Recorded data
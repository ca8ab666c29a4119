use chrono::{DateTime, Utc};
use indexmap::IndexMap;
use serde::{Deserialize, Serialize};
use serde_json::Value;

pub const UNKNOWN_INSTRUCTOR: &str = "Unknown Instructor";
pub const UNKNOWN_COURSE: &str = "Unknown Course";

// 欄位缺漏時使用的 sentinel 值
pub const MISSING_LEARN_URL: &str = "ERROR404";
pub const MISSING_ITEM_TYPE: &str = "ERROR400";
pub const MISSING_INDEX: i64 = -1;

// ---------------------------------------------------------------------------
// API 原始回應：缺漏或 null 一律視為 None。
// 葉節點欄位不限型別，來源給什麼就保留什麼；只有巢狀結構本身有型別要求。
// ---------------------------------------------------------------------------

#[derive(Debug, Clone, Default, Deserialize)]
pub struct RawTaughtCourses {
    pub count: Option<Value>,
    pub results: Option<Vec<RawCourse>>,
}

#[derive(Debug, Clone, Default, Deserialize)]
pub struct RawCourse {
    pub id: Option<Value>,
    pub title: Option<Value>,
    pub url: Option<Value>,
    pub visible_instructors: Option<Vec<RawInstructor>>,
}

#[derive(Debug, Clone, Default, Deserialize)]
pub struct RawInstructor {
    pub title: Option<Value>,
}

#[derive(Debug, Clone, Default, Deserialize)]
pub struct RawCurriculumResponse {
    pub curriculum_context: Option<RawCurriculumContext>,
}

#[derive(Debug, Clone, Default, Deserialize)]
pub struct RawCurriculumContext {
    pub data: Option<RawCurriculumData>,
}

#[derive(Debug, Clone, Default, Deserialize)]
pub struct RawCurriculumData {
    pub sections: Option<Vec<RawSection>>,
    pub estimated_content_length_text: Option<Value>,
    pub num_of_published_lectures: Option<Value>,
}

#[derive(Debug, Clone, Default, Deserialize)]
pub struct RawSection {
    pub title: Option<Value>,
    pub content_length_text: Option<Value>,
    pub lecture_count: Option<Value>,
    pub items: Option<Vec<RawItem>>,
}

#[derive(Debug, Clone, Default, Deserialize)]
pub struct RawItem {
    pub title: Option<Value>,
    pub content_summary: Option<Value>,
    pub learn_url: Option<Value>,
    pub object_index: Option<Value>,
    pub item_type: Option<Value>,
}

// ---------------------------------------------------------------------------
// 投影後的輸出格式（寫入 taught_courses.json / curriculums.json）
// ---------------------------------------------------------------------------

#[derive(Debug, Clone, PartialEq, Serialize, Deserialize)]
pub struct CourseSummary {
    pub id: Option<Value>,
    pub title: Option<Value>,
    pub url: Option<Value>,
}

#[derive(Debug, Clone, PartialEq, Serialize, Deserialize)]
pub struct TaughtCourses {
    pub instructor: String,
    pub count: Value,
    pub results: Vec<CourseSummary>,
}

/// 第二階段的輸入：課程摘要加上所屬講師名稱
#[derive(Debug, Clone, PartialEq, Serialize, Deserialize)]
pub struct CourseDescriptor {
    pub id: Option<Value>,
    pub title: String,
    pub url: String,
    pub instructor_title: String,
}

impl CourseDescriptor {
    pub fn from_summary(summary: &CourseSummary, instructor_title: &str) -> Self {
        Self {
            id: summary.id.clone(),
            title: summary.title.as_ref().map(value_text).unwrap_or_default(),
            url: summary.url.as_ref().map(value_text).unwrap_or_default(),
            instructor_title: instructor_title.to_string(),
        }
    }

    /// 作為 curriculums.json 鍵值的課程 ID
    pub fn key(&self) -> Option<String> {
        self.id.as_ref().map(value_text)
    }
}

#[derive(Debug, Clone, Default, PartialEq, Serialize, Deserialize)]
pub struct CurriculumRecord {
    #[serde(default = "unknown_instructor")]
    pub instructor: String,
    #[serde(default)]
    pub curriculum_context: CurriculumContext,
}

#[derive(Debug, Clone, Default, PartialEq, Serialize, Deserialize)]
pub struct CurriculumContext {
    #[serde(default)]
    pub data: CurriculumData,
}

#[derive(Debug, Clone, PartialEq, Serialize, Deserialize)]
pub struct CurriculumData {
    #[serde(default)]
    pub sections: Vec<Section>,
    #[serde(default = "empty_text")]
    pub estimated_content_length_text: Value,
    #[serde(default = "zero")]
    pub num_of_published_lectures: Value,
    #[serde(default)]
    pub course_title: Option<String>,
    #[serde(default)]
    pub course_url: Option<String>,
}

impl Default for CurriculumData {
    fn default() -> Self {
        Self {
            sections: Vec::new(),
            estimated_content_length_text: empty_text(),
            num_of_published_lectures: zero(),
            course_title: None,
            course_url: None,
        }
    }
}

/// 課程章節。`heading` 是章節標題，為了與既有輸出檔相容，序列化欄位名稱為 `instructor`。
#[derive(Debug, Clone, PartialEq, Serialize, Deserialize)]
pub struct Section {
    /// 投影時一定會填入；保持可選是因為讀取的存檔可能缺少此鍵，報表的預設值依此判斷。
    #[serde(
        rename = "instructor",
        default,
        skip_serializing_if = "Option::is_none"
    )]
    pub heading: Option<Value>,
    /// 同上，缺少時報表以 `00:00` 代替。
    #[serde(default, skip_serializing_if = "Option::is_none")]
    pub content_length_text: Option<Value>,
    #[serde(default = "missing_index")]
    pub lecture_count: Value,
    #[serde(default)]
    pub items: Vec<Item>,
}

impl Section {
    pub fn heading_text(&self) -> Option<String> {
        self.heading.as_ref().map(value_text)
    }

    pub fn length_text(&self) -> Option<String> {
        self.content_length_text.as_ref().map(value_text)
    }
}

#[derive(Debug, Clone, PartialEq, Serialize, Deserialize)]
pub struct Item {
    #[serde(default = "empty_text")]
    pub title: Value,
    #[serde(default = "empty_text")]
    pub content_summary: Value,
    #[serde(default = "missing_learn_url")]
    pub learn_url: Value,
    #[serde(default = "missing_index")]
    pub object_index: Value,
    #[serde(default = "missing_item_type")]
    pub item_type: Value,
}

impl CurriculumRecord {
    pub fn course_title(&self) -> &str {
        self.curriculum_context
            .data
            .course_title
            .as_deref()
            .unwrap_or(UNKNOWN_COURSE)
    }

    pub fn sections(&self) -> &[Section] {
        &self.curriculum_context.data.sections
    }
}

/// 字串原樣取出，其他型別以 JSON 文字表示
pub fn value_text(value: &Value) -> String {
    match value {
        Value::String(text) => text.clone(),
        other => other.to_string(),
    }
}

fn unknown_instructor() -> String {
    UNKNOWN_INSTRUCTOR.to_string()
}

pub(crate) fn empty_text() -> Value {
    Value::from("")
}

pub(crate) fn zero() -> Value {
    Value::from(0)
}

pub(crate) fn missing_learn_url() -> Value {
    Value::from(MISSING_LEARN_URL)
}

pub(crate) fn missing_item_type() -> Value {
    Value::from(MISSING_ITEM_TYPE)
}

pub(crate) fn missing_index() -> Value {
    Value::from(MISSING_INDEX)
}

/// profile ID → 講授課程，保留輸入順序
pub type TaughtCoursesFile = IndexMap<String, TaughtCourses>;

/// course ID → 課綱，保留輸入順序
pub type CurriculumFile = IndexMap<String, CurriculumRecord>;

// ---------------------------------------------------------------------------
// 執行報告
// ---------------------------------------------------------------------------

#[derive(Debug, Clone, Copy, PartialEq, Eq, Serialize, Deserialize)]
#[serde(rename_all = "snake_case")]
pub enum FailureKind {
    Transport,
    HttpStatus,
    EmptyPayload,
    MissingCourseId,
    Decode,
    Other,
}

#[derive(Debug, Clone, PartialEq, Serialize, Deserialize)]
pub struct ItemFailure {
    pub id: String,
    pub kind: FailureKind,
    pub message: String,
}

#[derive(Debug, Clone, Default, Serialize, Deserialize)]
pub struct StageReport {
    pub stage: String,
    pub succeeded: Vec<String>,
    pub failed: Vec<ItemFailure>,
    pub output_file: Option<String>,
    pub save_error: Option<String>,
}

impl StageReport {
    pub fn new(stage: &str) -> Self {
        Self {
            stage: stage.to_string(),
            ..Default::default()
        }
    }

    pub fn is_saved(&self) -> bool {
        self.output_file.is_some() && self.save_error.is_none()
    }
}

#[derive(Debug, Clone, Serialize, Deserialize)]
pub struct RunReport {
    pub started_at: DateTime<Utc>,
    pub finished_at: DateTime<Utc>,
    pub taught_courses: StageReport,
    pub curriculums: Option<StageReport>,
}

impl RunReport {
    pub fn total_failures(&self) -> usize {
        self.taught_courses.failed.len()
            + self
                .curriculums
                .as_ref()
                .map(|stage| stage.failed.len())
                .unwrap_or(0)
    }
}
use crate::core::projection::project_taught_courses;
use crate::domain::model::{RawTaughtCourses, TaughtCourses};
use crate::domain::ports::{ConfigProvider, CourseApi};
use crate::utils::error::{EtlError, Result};
use async_trait::async_trait;
use reqwest::header::{HeaderMap, HeaderName, HeaderValue, ACCEPT};
use reqwest::Client;
use std::collections::HashMap;
use std::time::Duration;
use url::Url;

pub const DEFAULT_BASE_URL: &str = "https://www.udemy.com";
pub const DEFAULT_COMPONENTS: &str = "curriculum_context";

/// 以 reqwest 實作的課程 API 客戶端。每次請求都帶固定的標頭組。
pub struct HttpCourseApi {
    client: Client,
    base_url: Url,
}

impl HttpCourseApi {
    pub fn new(
        base_url: &str,
        timeout_seconds: Option<u64>,
        extra_headers: &HashMap<String, String>,
    ) -> Result<Self> {
        let base_url = Url::parse(base_url).map_err(|e| EtlError::InvalidConfigValueError {
            field: "source.base_url".to_string(),
            value: base_url.to_string(),
            reason: format!("Invalid URL format: {}", e),
        })?;

        let mut builder = Client::builder().default_headers(build_headers(extra_headers)?);

        // 未設定時不限制等待時間
        if let Some(timeout) = timeout_seconds {
            builder = builder.timeout(Duration::from_secs(timeout));
        }

        Ok(Self {
            client: builder.build()?,
            base_url,
        })
    }

    pub fn from_config<C: ConfigProvider>(config: &C) -> Result<Self> {
        Self::new(
            config.base_url(),
            config.timeout_seconds(),
            config.extra_headers(),
        )
    }

    pub fn taught_courses_url(&self, profile_id: &str) -> Result<Url> {
        let mut url = self.endpoint(&["users", profile_id, "taught-profile-courses", ""])?;
        url.set_query(Some("learn_url"));
        Ok(url)
    }

    pub fn curriculum_url(&self, course_id: &str, components: &str) -> Result<Url> {
        let mut url =
            self.endpoint(&["course-landing-components", course_id, "me", ""])?;
        url.query_pairs_mut().append_pair("components", components);
        Ok(url)
    }

    fn endpoint(&self, segments: &[&str]) -> Result<Url> {
        let mut url = self.base_url.clone();
        url.path_segments_mut()
            .map_err(|_| EtlError::InvalidConfigValueError {
                field: "source.base_url".to_string(),
                value: self.base_url.to_string(),
                reason: "URL cannot be used as a base".to_string(),
            })?
            .pop_if_empty()
            .push("api-2.0")
            .extend(segments);
        Ok(url)
    }

    async fn get_json(&self, url: Url) -> Result<serde_json::Value> {
        tracing::debug!("📡 GET {}", url);

        let response = self.client.get(url.clone()).send().await?;
        let status = response.status();
        tracing::debug!("📡 API response status: {}", status);

        if !status.is_success() {
            return Err(EtlError::HttpStatusError {
                status: status.as_u16(),
                url: url.to_string(),
            });
        }

        Ok(response.json().await?)
    }
}

fn build_headers(extra_headers: &HashMap<String, String>) -> Result<HeaderMap> {
    let mut headers = HeaderMap::new();
    headers.insert(
        ACCEPT,
        HeaderValue::from_static("application/json, text/plain, */*"),
    );
    headers.insert("x-udemy-cache-device", HeaderValue::from_static("None"));
    headers.insert("x-udemy-cache-language", HeaderValue::from_static("en"));

    for (key, value) in extra_headers {
        let name = HeaderName::from_bytes(key.as_bytes()).map_err(|e| {
            EtlError::InvalidConfigValueError {
                field: "source.headers".to_string(),
                value: key.clone(),
                reason: format!("Invalid header name: {}", e),
            }
        })?;
        let value = HeaderValue::from_str(value).map_err(|e| EtlError::InvalidConfigValueError {
            field: format!("source.headers.{}", key),
            value: value.clone(),
            reason: format!("Invalid header value: {}", e),
        })?;
        headers.insert(name, value);
    }

    Ok(headers)
}

#[async_trait]
impl CourseApi for HttpCourseApi {
    async fn fetch_taught_courses(&self, profile_id: &str) -> Result<TaughtCourses> {
        let url = self.taught_courses_url(profile_id)?;
        let raw: RawTaughtCourses = serde_json::from_value(self.get_json(url).await?)?;
        Ok(project_taught_courses(&raw))
    }

    async fn fetch_course_curriculum(
        &self,
        course_id: &str,
        components: &str,
    ) -> Result<serde_json::Value> {
        let url = self.curriculum_url(course_id, components)?;
        self.get_json(url).await
    }
}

Exercise goal
The lines above, from the first through the one containing "欄位缺漏時使用的 sentinel 值", must be restated word for word, with nothing added.

Task result
repository ca8ab666c29a4119
use chrono::{DateTime, Utc};
use indexmap::IndexMap;
use serde::{Deserialize, Serialize};
use serde_json::Value;

pub const UNKNOWN_INSTRUCTOR: &str = "Unknown Instructor";
pub const UNKNOWN_COURSE: &str = "Unknown Course";

// 欄位缺漏時使用的 sentinel 值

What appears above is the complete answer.